Sur cette ligne secondaire, Socorail qui a déjà noué un contrat avec le port de Bordeaux pour la maintenance des infrastructures du réseau ferré portuaire, pourrait voire ses activités élargies à cette ligne. «Capilrail compte lancer des appels d’offre pour certaines prestations d’exploitation et de maintenance », commente Christophe Masson. Les chargeurs pourront également choisir à leur gré le tractionnaire qui leur convient. Un nouveau point d’étape sur l’ensemble de cette dynamique sera fait lors de la prochaine conférence prévue à la mi-2016.
L’objectif du grand port maritime de Bordeaux est de faire du volume. Actuellement, huit entreprises spécialisées dans la pétrochimie opèrent sur cette ligne. A raison de 250/260 trains par an, elles assurent un trafic ferroviaire annuel de 300 000 tonnes par an, essentiellement de matières dangereuses, et ont créé quelque 3000 emplois directs et 6 000 emplois indirects localement. « Les trafics de wagons isolés représentent 30 % de l’activité fret de la gare de tri d’Hourcade à Bordeaux » précise Christophe Masson qui envisage d’autres développements ferroviaires dans la zone portuaire. Disposant de réserves foncières de plus de 80 hectares mobilisables, le port de Bordeaux cherche à développer sa desserte multimodale en accueillant de nouvelles activités industrielles. « L’intérêt est de réunir au sein de cette plate-forme tous les modes maritimes, ferroviaires et routiers », souligne-t-il avant d’ajouter : « Selon les activités mises en place, on peut facilement envisager une hausse significative de l’ordre de 50 à 100 % de l’utilisation de la ligne ».
D’autant que le grand port maritime de Bordeaux (45 millions de chiffre d’affaires par an), entend multiplier par trois la part du ferroviaire (5% actuellement), d’ici 5 ans. Le sujet est d’importance puisque le port se situe près d’une grande agglomération au bord de la congestion routière. « Nous étudions la réhabilitation d’autres lignes capillaires, notamment pour des embranchés céréaliers comme la ligne entre Agen (Lot-et-Garonne) et Auch (Gers) qui va également bénéficier des subventions européennes, mais aussi d’autres voies dans le quart Sud-Ouest. », annonce le président du directoire du grand port maritime de Bordeaux.

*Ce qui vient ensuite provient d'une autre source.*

// Copyright 2026 the user-code runner authors. MIT license.

//! Raw diagnostics as yielded by the UL compiler, before any remapping.

use serde::Deserialize;
use serde::Serialize;

/// A byte range inside a source unit.
#[derive(Clone, Copy, Debug, PartialEq, Eq, Serialize, Deserialize)]
pub struct Span {
  pub start: u32,
  pub length: u32,
}

impl Span {
  pub fn new(start: u32, length: u32) -> Self {
    Self { start, length }
  }

  pub fn end(&self) -> u32 {
    self.start + self.length
  }

  /// True when `other` lies entirely inside this span.
  pub fn contains(&self, other: Span) -> bool {
    self.start <= other.start && other.end() <= self.end()
  }
}

/// A chained sub-message tree attached to a diagnostic.
#[derive(Clone, Debug, PartialEq, Serialize, Deserialize)]
pub struct MessageChain {
  pub message_text: String,
  pub code: u32,
  pub next: Vec<MessageChain>,
}

/// The message of a diagnostic: either plain text or a chain.
#[derive(Clone, Debug, PartialEq, Serialize, Deserialize)]
#[serde(untagged)]
pub enum MessageText {
  Simple(String),
  Chain(MessageChain),
}

impl From<&str> for MessageText {
  fn from(text: &str) -> Self {
    MessageText::Simple(text.to_string())
  }
}

/// A diagnostic as the compiler reports it. `file` is the logical name of
/// the originating source unit; diagnostics with no file are program-global.
#[derive(Clone, Debug, PartialEq, Serialize, Deserialize)]
pub struct Diagnostic {
  pub file: Option<String>,
  pub span: Option<Span>,
  pub code: u32,
  pub message: MessageText,
}

impl Diagnostic {
  pub fn new(
    file: impl Into<String>,
    span: Span,
    code: u32,
    message: impl Into<MessageText>,
  ) -> Self {
    Self {
      file: Some(file.into()),
      span: Some(span),
      code,
      message: message.into(),
    }
  }

  /// A diagnostic not rooted in any source unit.
  pub fn global(code: u32, message: impl Into<MessageText>) -> Self {
    Self {
      file: None,
      span: None,
      code,
      message: message.into(),
    }
  }
}

#[cfg(test)]
mod tests {
  use super::*;

  #[test]
  fn span_containment() {
    let outer = Span::new(10, 20);
    assert!(outer.contains(Span::new(10, 20)));
    assert!(outer.contains(Span::new(15, 0)));
    assert!(outer.contains(Span::new(29, 1)));
    assert!(!outer.contains(Span::new(9, 2)));
    assert!(!outer.contains(Span::new(25, 6)));
  }

  #[test]
  fn message_text_serializes_untagged() {
    let simple = MessageText::Simple("Type 'A' is not assignable.".to_string());
    assert_eq!(
      serde_json::to_value(&simple).unwrap(),
      serde_json::json!("Type 'A' is not assignable.")
    );

    let chain = MessageText::Chain(MessageChain {
      message_text: "outer".to_string(),
      code: 2322,
      next: vec![MessageChain {
        message_text: "inner".to_string(),
        code: 2328,
        next: vec![],
      }],
    });
    let value = serde_json::to_value(&chain).unwrap();
    assert_eq!(value["code"], 2322);
    assert_eq!(value["next"][0]["message_text"], "inner");
  }
}
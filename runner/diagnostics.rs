// Copyright 2026 the user-code runner authors. MIT license.

//! The diagnostic surface returned to callers. Every location points into
//! the user's original source, 1-based.

use serde::Deserialize;
use serde::Serialize;
use std::fmt;

use crate::colors;

#[derive(Clone, Copy, Debug, PartialEq, Eq, Serialize, Deserialize)]
pub struct Location {
  pub line: u32,
  pub column: u32,
}

impl Location {
  pub fn new(line: u32, column: u32) -> Self {
    Self { line, column }
  }
}

/// A user-caused failure, either a type error found during compilation or a
/// fault raised while the code ran. `stack` is newline-separated
/// `at <name>(line:column)` frames, innermost first, all inside the user's
/// source.
#[derive(Clone, Debug, PartialEq, Serialize, Deserialize)]
pub struct UserCodeError {
  pub message: String,
  pub stack: String,
  pub location: Location,
}

impl UserCodeError {
  pub fn new(
    message: impl Into<String>,
    stack: impl Into<String>,
    location: Location,
  ) -> Self {
    Self {
      message: message.into(),
      stack: stack.into(),
      location,
    }
  }
}

impl fmt::Display for UserCodeError {
  fn fmt(&self, f: &mut fmt::Formatter) -> fmt::Result {
    write!(f, "{}", self.message)?;
    for frame in self.stack.lines() {
      write!(f, "\n    {}", frame)?;
    }
    Ok(())
  }
}

/// Converts a byte offset in `text` to a 1-based line and column.
pub(crate) fn line_col_at(text: &str, offset: u32) -> Location {
  let offset = (offset as usize).min(text.len());
  let mut line = 1;
  let mut column = 1;
  for ch in text[..offset].chars() {
    if ch == '\n' {
      line += 1;
      column = 1;
    } else {
      column += 1;
    }
  }
  Location::new(line, column)
}

/// Renders diagnostics for terminal display, one block per error.
pub fn format_diagnostics(errors: &[UserCodeError]) -> String {
  let mut out = String::new();
  for (i, e) in errors.iter().enumerate() {
    if i > 0 {
      out.push('\n');
    }
    out.push_str(&format!(
      "{}:{} - {} {}",
      colors::yellow(e.location.line.to_string()),
      colors::yellow(e.location.column.to_string()),
      colors::red_bold("error".to_string()),
      colors::bold(e.message.clone()),
    ));
    for frame in e.stack.lines() {
      out.push_str(&format!("\n    {}", colors::cyan(frame.to_string())));
    }
  }
  out
}
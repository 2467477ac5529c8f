// Copyright 2026 the user-code runner authors. MIT license.

//! Loads compiled artifacts into the sandbox and evaluates the harness.
//! One module per emitted file, linked by stripped-name specifier; faults
//! raised while user code runs come back as mapped diagnostics, while link
//! failures and unknown specifiers are embedding bugs and abort the call.

use log::debug;
use log::warn;
use std::collections::HashMap;
use std::time::Duration;

use user_code_core::strip_extension;
use user_code_core::Binding;
use user_code_core::EvalContext;
use user_code_core::ModuleId;
use user_code_core::Sandbox;
use user_code_core::Value;

use crate::diagnostics::UserCodeError;
use crate::errors::HostError;
use crate::harness::HARNESS_FILE;
use crate::harness::USER_FILE;
use crate::js_errors;
use crate::program::CompilationArtifacts;

pub(crate) async fn execute(
  sandbox: &mut dyn Sandbox,
  ctx: &EvalContext,
  artifacts: &CompilationArtifacts,
  args: &[Value],
  timeout: Duration,
) -> Result<Result<Value, Vec<UserCodeError>>, HostError> {
  ctx.inject("args", Binding::Value(Value::Array(args.to_vec())));
  ctx.inject("result", Binding::Unset);

  let mut names: Vec<&String> = artifacts.js_by_name.keys().collect();
  names.sort();

  let mut ids: HashMap<&str, ModuleId> = HashMap::new();
  for name in &names {
    let id = sandbox
      .mod_new(name.as_str(), &artifacts.js_by_name[*name], ctx)
      .map_err(|error| HostError::ModuleLoad {
        identifier: (*name).clone(),
        error,
      })?;
    ids.insert(name.as_str(), id);
  }

  for name in &names {
    let id = ids[name.as_str()];
    let mut missing = None;
    let linked = sandbox.mod_link(id, &mut |specifier| {
      match ids.get(strip_extension(specifier)) {
        Some(target) => Some(*target),
        None => {
          missing = Some(specifier.to_string());
          None
        }
      }
    });
    if let Some(specifier) = missing {
      return Err(HostError::UnresolvedSpecifier {
        specifier,
        referrer: (*name).clone(),
      });
    }
    linked.map_err(|error| HostError::ModuleLink {
      identifier: (*name).clone(),
      error,
    })?;
  }

  let harness = ids
    .get(HARNESS_FILE)
    .copied()
    .ok_or_else(|| HostError::MissingEmit(HARNESS_FILE.to_string()))?;
  debug!("evaluating harness with a {:?} budget", timeout);
  match sandbox.mod_evaluate(harness, timeout).await {
    Ok(()) => {
      let value = match ctx.get("result") {
        Some(Binding::Value(value)) => value,
        Some(Binding::Function(_)) => {
          warn!("result binding holds a function; surfacing null");
          Value::Null
        }
        _ => Value::Null,
      };
      Ok(Ok(value))
    }
    Err(fault) => Ok(Err(vec![js_errors::map_fault(
      &fault,
      USER_FILE,
      &artifacts.user_source_map,
    )])),
  }
}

L’AFRA est en faveur d’appel d’offres pour l’attribution des marchés
Lors de la dernière conférence sur la relance ferroviaire l’AFRA a interpellé le gouvernement sur la création de PGI (prestataire de gestionnaire d’infrastructure), et sur le lancement des travaux de maintenance sur le réseau capillaire. « Pour la création de nouveaux prestataires de gestion d’infrastructure, SNCF Réseau doit veiller à faire des appels à manifestation d’intérêt (AMI) », réclament les membres de l’Association ferroviaire. Et ces derniers d’ajouter : « Les contrats de maintenance signés avec les nouveaux gestionnaires d’infrastructure doivent obligatoirement s’accompagner d’appel d’offres ».